Après plusieurs secondes à s'observer dans le blanc des yeux en silence, Tendou retourna à sa brioche pendant que Bokuto prenait Kyanma dans ses bras, le temps d'un bref câlin.
*****
— Quand je pense que tu montrais un désintérêt pour les fêtes de fin d'année alors qu'en réalité tu en as profité pour te mettre en couple...
— Mais, je t'ai déjà dit que ce n'était absolument pas prévu...!
— Quand bien même ! Ça devait déjà couver pour tomber à ce moment ! Tu es un vrai cachottier Akaashi.
Ledit Akaashi poussa un long soupir avant de se détourner de Yaku, sur son dos depuis l'instant où il avait intercepté un message de Bokuto. Leur collègue arriva au même moment.
— Quand je pense que vous en êtes déjà à l'étape de dire "je t'aime"... Ohlala je peux pas y penser ! s'écria-t-il en cachant ses mains derrière son visage.
— Tais-toi Lev, grinça Akaashi, mortifié à l'idée que d'autres personnes puissent les entendre. Les enfants du village n'ont pas besoin de connaître ma vie privée.
— Oups.
Yaku leva les yeux au ciel avant de lui donner une tape derrière la tête.
— Et arrête de faire ton prude un peu, on n'est plus au collège.
— Tu dois avoir une vie bien débridée pour dire ça, marmonna Lev en se massant l'arrière du crâne.
Le plus petit piqua un fard et se mit à bégayer d'inintelligibles paroles.
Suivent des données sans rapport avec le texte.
//! Decision engine: one signal plus one market in, one recommendation out.
//!
//! Pure and synchronous. Entry gating lives here (freshness, quote sanity,
//! expiry window, thresholds); capital checks belong to the risk guardrail
//! and happen after a Buy comes out of this engine.

use chrono::{DateTime, Duration, Utc};
use kalshi_core::config::EngineConfig;
use kalshi_core::types::{
    Market, Recommendation, Side, Signal, SignalKind, SkipReason, StrategyKind, TradePlan,
};
use rust_decimal::prelude::{FromPrimitive, ToPrimitive};
use rust_decimal::{Decimal, RoundingStrategy};

/// Maximum spread accepted on deterministic entries, in cents.
const WEATHER_MAX_SPREAD_CENTS: i64 = 3;

/// Stateless recommendation engine.
#[derive(Clone)]
pub struct DecisionEngine {
    cfg: EngineConfig,
    /// Per-trade budget in cents, for sizing.
    budget_cents: i64,
}

impl DecisionEngine {
    pub fn new(cfg: EngineConfig, per_trade_budget: Decimal) -> Self {
        let budget_cents = (per_trade_budget * Decimal::new(100, 0))
            .trunc()
            .to_i64()
            .unwrap_or(100);
        Self { cfg, budget_cents }
    }

    /// Evaluate one signal against the market it references.
    pub fn evaluate(&self, market: &Market, signal: &Signal, now: DateTime<Utc>) -> Recommendation {
        if signal.is_stale(Duration::seconds(self.cfg.signal_freshness_secs), now) {
            return Recommendation::skip(&market.ticker, SkipReason::StaleSignal);
        }
        if !market.has_valid_quote() {
            return Recommendation::skip(&market.ticker, SkipReason::InvalidQuote);
        }

        match signal.kind {
            SignalKind::Probability { estimate, .. } => self.evaluate_edge(market, estimate, now),
            SignalKind::Deterministic { matched } => self.evaluate_threshold(market, matched, now),
        }
    }

    /// Probabilistic entry: model estimate vs. the execution price, on
    /// whichever side clears the minimum edge. YES is preferred when both
    /// would (they cannot both clear with a positive spread).
    fn evaluate_edge(&self, market: &Market, estimate: f64, now: DateTime<Utc>) -> Recommendation {
        let minutes_left = market.minutes_to_close(now);
        if minutes_left < self.cfg.vol_min_horizon_mins {
            return Recommendation::skip(
                &market.ticker,
                SkipReason::ExpiresTooSoon {
                    minutes_left: minutes_left as i64,
                },
            );
        }

        let yes_ask = market.ask_for(Side::Yes);
        let no_ask = market.ask_for(Side::No);
        let edge_yes = estimate - yes_ask as f64 / 100.0;
        let edge_no = (1.0 - estimate) - no_ask as f64 / 100.0;

        // Inclusive threshold; the epsilon keeps an exactly-at-threshold
        // edge from flipping to a skip on f64 representation error
        // (0.88 - 80/100 lands just below 0.08).
        let floor = self.cfg.min_edge - 1e-9;
        let (side, price_cents, edge) = if edge_yes >= floor {
            (Side::Yes, yes_ask, edge_yes)
        } else if edge_no >= floor {
            (Side::No, no_ask, edge_no)
        } else {
            return Recommendation::skip(
                &market.ticker,
                SkipReason::InsufficientEdge {
                    edge: edge_yes.max(edge_no),
                },
            );
        };

        if !(1..100).contains(&price_cents) {
            return Recommendation::skip(&market.ticker, SkipReason::InvalidQuote);
        }

        let quantity = self.size(price_cents);
        Recommendation::Buy(TradePlan {
            ticker: market.ticker.clone(),
            side,
            price_cents,
            quantity,
            edge,
            expected_value: expected_value_dollars(edge, quantity),
            strategy: StrategyKind::VolEdge,
            rationale: format!(
                "model {:.1}% vs {} ask {}c, edge {:+.1}%",
                estimate * 100.0,
                side.as_str(),
                price_cents,
                edge * 100.0
            ),
        })
    }

    /// Deterministic entry: forecast matched the bucket and YES is still
    /// cheap. Strictly below the threshold; at the threshold is a skip.
    fn evaluate_threshold(
        &self,
        market: &Market,
        matched: bool,
        now: DateTime<Utc>,
    ) -> Recommendation {
        if !matched {
            return Recommendation::skip(&market.ticker, SkipReason::NoForecastMatch);
        }

        let minutes_left = market.minutes_to_close(now);
        if minutes_left < self.cfg.weather_min_horizon_mins {
            return Recommendation::skip(
                &market.ticker,
                SkipReason::ExpiresTooSoon {
                    minutes_left: minutes_left as i64,
                },
            );
        }

        let spread = market.spread_cents();
        if spread > WEATHER_MAX_SPREAD_CENTS {
            return Recommendation::skip(
                &market.ticker,
                SkipReason::SpreadTooWide {
                    spread_cents: spread,
                },
            );
        }

        let ask = market.ask_for(Side::Yes);
        if ask >= self.cfg.det_entry_cents {
            return Recommendation::skip(
                &market.ticker,
                SkipReason::PriceAboveThreshold { ask_cents: ask },
            );
        }

        let quantity = self.size(ask);
        let edge = 1.0 - ask as f64 / 100.0;
        Recommendation::Buy(TradePlan {
            ticker: market.ticker.clone(),
            side: Side::Yes,
            price_cents: ask,
            quantity,
            edge,
            expected_value: expected_value_dollars(edge, quantity),
            strategy: StrategyKind::Weather,
            rationale: format!("forecast in bucket, yes ask {ask}c below entry threshold"),
        })
    }

    /// Contracts per trade: fill the budget, never zero.
    fn size(&self, price_cents: i64) -> i64 {
        (self.budget_cents / price_cents.max(1)).max(1)
    }
}

/// Edge times quantity, as dollars rounded half-even. This is the one place
/// a float crosses into money. Exchange fees are not modeled; the figure is
/// gross expected value.
fn expected_value_dollars(edge: f64, quantity: i64) -> Decimal {
    Decimal::from_f64(edge * quantity as f64)
        .unwrap_or(Decimal::ZERO)
        .round_dp_with_strategy(2, RoundingStrategy::MidpointNearestEven)
}

#[cfg(test)]
mod tests {
    use super::*;
    use kalshi_core::types::MarketStatus;

    fn engine() -> DecisionEngine {
        DecisionEngine::new(
            kalshi_core::config::Config::test_config().engine,
            Decimal::new(100, 2),
        )
    }

    fn market(yes_bid: i64, yes_ask: i64, minutes: i64) -> Market {
        Market {
            ticker: "KXBTC-TEST".to_string(),
            series_ticker: "KXBTC".to_string(),
            floor_strike: Some(Decimal::new(100_000, 0)),
            cap_strike: Some(Decimal::new(110_000, 0)),
            close_time: Utc::now() + Duration::minutes(minutes),
            yes_bid,
            yes_ask,
            no_bid: 100 - yes_ask,
            no_ask: 100 - yes_bid,
            volume: 1000,
            status: MarketStatus::Open,
            result: None,
        }
    }

    fn engine_with(f: impl FnOnce(&mut EngineConfig)) -> DecisionEngine {
        let mut cfg = kalshi_core::config::Config::test_config().engine;
        f(&mut cfg);
        DecisionEngine::new(cfg, Decimal::new(100, 2))
    }

    fn prob(estimate: f64) -> Signal {
        Signal::probability("KXBTC-TEST", estimate, 1.0, StrategyKind::VolEdge)
    }

    fn det(matched: bool) -> Signal {
        Signal::deterministic("KXBTC-TEST", matched, StrategyKind::Weather)
    }

    fn reason(rec: &Recommendation) -> &SkipReason {
        match rec {
            Recommendation::Skip { reason, .. } => reason,
            Recommendation::Buy(plan) => panic!("expected skip, got buy of {}", plan.ticker),
        }
    }

    #[test]
    fn buys_yes_when_edge_clears_threshold() {
        // estimate 93% vs 80c ask: edge +13%
        let rec = engine().evaluate(&market(78, 80, 60), &prob(0.93), Utc::now());
        match rec {
            Recommendation::Buy(plan) => {
                assert_eq!(plan.side, Side::Yes);
                assert_eq!(plan.price_cents, 80);
                assert!((plan.edge - 0.13).abs() < 1e-9);
                assert_eq!(plan.quantity, 1); // $1 budget at 80c
            }
            _ => panic!("expected buy"),
        }
    }

    #[test]
    fn edge_threshold_is_inclusive() {
        // estimate 88% vs 80c ask: edge exactly +8%
        let rec = engine().evaluate(&market(78, 80, 60), &prob(0.88), Utc::now());
        assert!(rec.is_buy());

        // estimate 85% vs 80c ask: edge +5%, below threshold
        let rec = engine().evaluate(&market(78, 80, 60), &prob(0.85), Utc::now());
        assert!(matches!(
            reason(&rec),
            SkipReason::InsufficientEdge { .. }
        ));
    }

    #[test]
    fn buys_no_when_yes_overpriced() {
        // estimate 10% but NO ask is 100-22=78c: edge_no = 0.90 - 0.78 = +12%
        let rec = engine().evaluate(&market(22, 25, 60), &prob(0.10), Utc::now());
        match rec {
            Recommendation::Buy(plan) => {
                assert_eq!(plan.side, Side::No);
                assert_eq!(plan.price_cents, 78);
            }
            _ => panic!("expected buy of NO"),
        }
    }

    #[test]
    fn stale_signal_is_never_traded() {
        let mut sig = prob(0.93);
        sig.produced_at = Utc::now() - Duration::minutes(10);
        let rec = engine().evaluate(&market(78, 80, 60), &sig, Utc::now());
        assert_eq!(reason(&rec), &SkipReason::StaleSignal);
    }

    #[test]
    fn invalid_quote_is_skipped() {
        let rec = engine().evaluate(&market(0, 80, 60), &prob(0.93), Utc::now());
        assert_eq!(reason(&rec), &SkipReason::InvalidQuote);
    }

    #[test]
    fn imminent_expiry_is_skipped() {
        let rec = engine().evaluate(&market(78, 80, 3), &prob(0.93), Utc::now());
        assert!(matches!(reason(&rec), SkipReason::ExpiresTooSoon { .. }));
    }

    #[test]
    fn deterministic_entry_is_strictly_below_threshold() {
        // ask 14c: buy
        let rec = engine().evaluate(&market(12, 14, 300), &det(true), Utc::now());
        match rec {
            Recommendation::Buy(plan) => {
                assert_eq!(plan.price_cents, 14);
                assert_eq!(plan.side, Side::Yes);
                assert_eq!(plan.quantity, 7); // $1 budget at 14c
                assert_eq!(plan.capital_required(), Decimal::new(98, 2));
            }
            _ => panic!("expected buy"),
        }

        // ask exactly 15c: skip
        let rec = engine().evaluate(&market(13, 15, 300), &det(true), Utc::now());
        assert_eq!(
            reason(&rec),
            &SkipReason::PriceAboveThreshold { ask_cents: 15 }
        );
    }

    #[test]
    fn forecast_mismatch_is_skipped() {
        let rec = engine().evaluate(&market(12, 14, 300), &det(false), Utc::now());
        assert_eq!(reason(&rec), &SkipReason::NoForecastMatch);
    }

    #[test]
    fn wide_spread_blocks_deterministic_entry() {
        let rec = engine().evaluate(&market(8, 14, 300), &det(true), Utc::now());
        assert_eq!(reason(&rec), &SkipReason::SpreadTooWide { spread_cents: 6 });
    }

    #[test]
    fn weather_requires_two_hours_to_resolution() {
        let rec = engine().evaluate(&market(12, 14, 90), &det(true), Utc::now());
        assert!(matches!(reason(&rec), SkipReason::ExpiresTooSoon { .. }));
    }

    #[test]
    fn expiry_horizons_come_from_config() {
        // 20 minutes out clears the default 5-minute vol horizon but not a
        // configured 30-minute one
        let rec = engine().evaluate(&market(50, 55, 20), &prob(0.90), Utc::now());
        assert!(rec.is_buy());
        let tight = engine_with(|cfg| cfg.vol_min_horizon_mins = 30.0);
        let rec = tight.evaluate(&market(50, 55, 20), &prob(0.90), Utc::now());
        assert!(matches!(reason(&rec), SkipReason::ExpiresTooSoon { .. }));

        // and the weather guard relaxes the same way
        let relaxed = engine_with(|cfg| cfg.weather_min_horizon_mins = 60.0);
        let rec = relaxed.evaluate(&market(12, 14, 90), &det(true), Utc::now());
        assert!(rec.is_buy());
    }

    #[test]
    fn expected_value_rounds_half_even() {
        // 0.125 rounds to 0.12 under banker's rounding
        assert_eq!(expected_value_dollars(0.125, 1), Decimal::new(12, 2));
        assert_eq!(expected_value_dollars(0.135, 1), Decimal::new(14, 2));
    }
}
— Bon, arrêtez de faire les idiots et laissez moi travailler tranquillement, les réprimanda Akaashi en attrapant une encyclopédie pour la plastifier.
Une vibration dans sa poche lui indiqua qu'il avait reçu un message et d'un geste vif, il aperçut le nom de Bokuto sur l'écran. Un fin sourire étira ses lèvres.
— Je crois qu'il a reçu un message de son amoureux, entendit-il derrière lui.
Après une brève œillade assassine envers Lev, il s'éloigna vers un rayon vide pour ne plus être sous surveillance pendant qu'il répondait à son petit-ami. Son "petit-ami"... Il n'arrivait pas encore à s'y habituer. Son cœur s'emballait légèrement et un air béat prenait place sur son visage dès qu'il y pensait mais il ne trouvait pas ça désagréable. Il rangea son téléphone et se dirigea vers ses collègues avant de se stopper brusquement. Lev était en train de taper quelque chose sur le clavier de l'ordinateur, l'air concentré – pour une fois – pendant que Yaku, à ses côtés, posait un regard attendri sur lui. La mâchoire d'Akaashi se décrocha. Il n'y avait aucun doute possible, ses intentions étaient plus qu'évidentes. Le plus petit avait clairement des sentiments pour le russo-japonais ! Il n'en revenait pas. Lui qui parlait de cachotteries, il était mal placé ! Il s'approcha sans faire de bruit puis posa un peu brusquement sa main sur l'épaule de son collègue qui sursauta.
— Qu'est-ce qu'il se passe ? demanda Yaku.
— Oh, rien, tu m'avais l'air particulièrement concentré alors je me suis dit que tu ne m'entendrais pas, répondit Akaashi avec un sourire malicieux.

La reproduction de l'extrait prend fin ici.